_TASK INSTRUCTIONS_: Search the data for the string "into" and copy each line in which it appears.
———
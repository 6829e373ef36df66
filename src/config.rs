//! Environment configuration.
//!
//! Responsibility:
//! - Read settings from the environment (`.env` is honoured via dotenvy).
//! - Validate them up front so a misconfigured process fails at startup.

use std::net::SocketAddr;
use std::time::Duration;

use thiserror::Error;

#[derive(Debug, Clone, Copy, PartialEq, Eq)]
pub enum AppEnv {
    Development,
    Production,
}

impl AppEnv {
    fn parse(value: Option<String>) -> Self {
        match value
            .unwrap_or_else(|| "development".to_string())
            .to_ascii_lowercase()
            .as_str()
        {
            "production" | "prod" => Self::Production,
            _ => Self::Development,
        }
    }

    pub fn is_production(&self) -> bool {
        matches!(self, Self::Production)
    }
}

#[derive(Debug, Error, PartialEq, Eq)]
pub enum ConfigError {
    #[error("missing configuration: {0}")]
    Missing(&'static str),
    #[error("invalid configuration: {0}")]
    Invalid(&'static str),
}

/// Where the token verification key comes from.
#[derive(Clone, PartialEq, Eq)]
pub enum KeySource {
    Hs256Secret(String),
    Ed25519Pem(String),
}

impl std::fmt::Debug for KeySource {
    fn fmt(&self, f: &mut std::fmt::Formatter<'_>) -> std::fmt::Result {
        // Do not print key material
        match self {
            Self::Hs256Secret(_) => f.write_str("Hs256Secret(..)"),
            Self::Ed25519Pem(_) => f.write_str("Ed25519Pem(..)"),
        }
    }
}

#[derive(Debug, Clone)]
pub struct Config {
    pub addr: SocketAddr,
    pub app_env: AppEnv,

    pub auth_key: KeySource,
    pub auth_issuer: Option<String>,
    pub auth_audience: Option<String>,
    pub auth_admin_audience: Option<String>,
    pub auth_leeway_seconds: u64,

    pub http_timeout: Duration,
    pub http_body_limit_bytes: usize,
}

impl Config {
    pub fn from_env() -> Result<Self, ConfigError> {
        dotenvy::dotenv().ok();
        Self::from_lookup(|key| std::env::var(key).ok())
    }

    /// Build from an arbitrary key lookup. Empty values count as unset.
    pub fn from_lookup<F>(lookup: F) -> Result<Self, ConfigError>
    where
        F: Fn(&str) -> Option<String>,
    {
        let var = |key: &str| lookup(key).filter(|v| !v.trim().is_empty());

        let port: u16 = match var("PORT") {
            Some(v) => v.parse().map_err(|_| ConfigError::Invalid("PORT"))?,
            None => 3000,
        };
        let addr = SocketAddr::from(([0, 0, 0, 0], port));

        let app_env = AppEnv::parse(var("APP_ENV"));

        // PEM wins when both are present.
        let auth_key = match (var("AUTH_JWT_PUBLIC_KEY_PEM"), var("AUTH_JWT_SECRET")) {
            (Some(pem), _) => KeySource::Ed25519Pem(pem.replace("\\n", "\n")),
            (None, Some(secret)) => KeySource::Hs256Secret(secret),
            (None, None) => return Err(ConfigError::Missing("AUTH_JWT_SECRET")),
        };

        let auth_leeway_seconds = match var("AUTH_LEEWAY_SECONDS") {
            Some(v) => v
                .parse()
                .map_err(|_| ConfigError::Invalid("AUTH_LEEWAY_SECONDS"))?,
            None => 60,
        };

        let http_timeout = match var("HTTP_TIMEOUT_SECONDS") {
            Some(v) => v
                .parse()
                .ok()
                .filter(|secs| *secs > 0)
                .map(Duration::from_secs)
                .ok_or(ConfigError::Invalid("HTTP_TIMEOUT_SECONDS"))?,
            None => Duration::from_secs(30),
        };

        let http_body_limit_bytes = match var("HTTP_BODY_LIMIT_BYTES") {
            Some(v) => v
                .parse()
                .map_err(|_| ConfigError::Invalid("HTTP_BODY_LIMIT_BYTES"))?,
            None => 1024 * 1024,
        };

        Ok(Self {
            addr,
            app_env,
            auth_key,
            auth_issuer: var("AUTH_ISSUER"),
            auth_audience: var("AUTH_AUDIENCE"),
            auth_admin_audience: var("AUTH_ADMIN_AUDIENCE"),
            auth_leeway_seconds,
            http_timeout,
            http_body_limit_bytes,
        })
    }
}

#[cfg(test)]
mod tests {
    use super::*;
    use std::collections::HashMap;

    fn config(vars: &[(&str, &str)]) -> Result<Config, ConfigError> {
        let vars: HashMap<String, String> = vars
            .iter()
            .map(|(k, v)| (k.to_string(), v.to_string()))
            .collect();
        Config::from_lookup(|key| vars.get(key).cloned())
    }

    #[test]
    fn defaults_with_secret_only() {
        let config = config(&[("AUTH_JWT_SECRET", "s3cret")]).unwrap();

        assert_eq!(config.addr.port(), 3000);
        assert_eq!(config.app_env, AppEnv::Development);
        assert_eq!(config.auth_key, KeySource::Hs256Secret("s3cret".into()));
        assert_eq!(config.auth_issuer, None);
        assert_eq!(config.auth_leeway_seconds, 60);
        assert_eq!(config.http_timeout, Duration::from_secs(30));
        assert_eq!(config.http_body_limit_bytes, 1024 * 1024);
    }

    #[test]
    fn key_is_required() {
        assert_eq!(
            config(&[]).unwrap_err(),
            ConfigError::Missing("AUTH_JWT_SECRET")
        );
        assert_eq!(
            config(&[("AUTH_JWT_SECRET", "  ")]).unwrap_err(),
            ConfigError::Missing("AUTH_JWT_SECRET")
        );
    }

    #[test]
    fn pem_wins_and_unescapes_newlines() {
        let config = config(&[
            ("AUTH_JWT_SECRET", "s3cret"),
            ("AUTH_JWT_PUBLIC_KEY_PEM", "-----BEGIN-----\\nabc\\n-----END-----"),
        ])
        .unwrap();

        assert_eq!(
            config.auth_key,
            KeySource::Ed25519Pem("-----BEGIN-----\nabc\n-----END-----".into())
        );
    }

    #[test]
    fn invalid_numbers_are_reported() {
        assert_eq!(
            config(&[("AUTH_JWT_SECRET", "s"), ("PORT", "http")]).unwrap_err(),
            ConfigError::Invalid("PORT")
        );
        assert_eq!(
            config(&[("AUTH_JWT_SECRET", "s"), ("HTTP_TIMEOUT_SECONDS", "0")]).unwrap_err(),
            ConfigError::Invalid("HTTP_TIMEOUT_SECONDS")
        );
    }

    #[test]
    fn production_aliases() {
        let config = config(&[("AUTH_JWT_SECRET", "s"), ("APP_ENV", "PROD")]).unwrap();
        assert!(config.app_env.is_production());
    }

    #[test]
    fn debug_hides_key_material() {
        let config = config(&[("AUTH_JWT_SECRET", "s3cret")]).unwrap();
        assert!(!format!("{config:?}").contains("s3cret"));
    }
}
———
_SOLUTION_:
        assert_eq!(config.auth_key, KeySource::Hs256Secret("s3cret".into()));
            KeySource::Ed25519Pem("-----BEGIN-----\nabc\n-----END-----".into())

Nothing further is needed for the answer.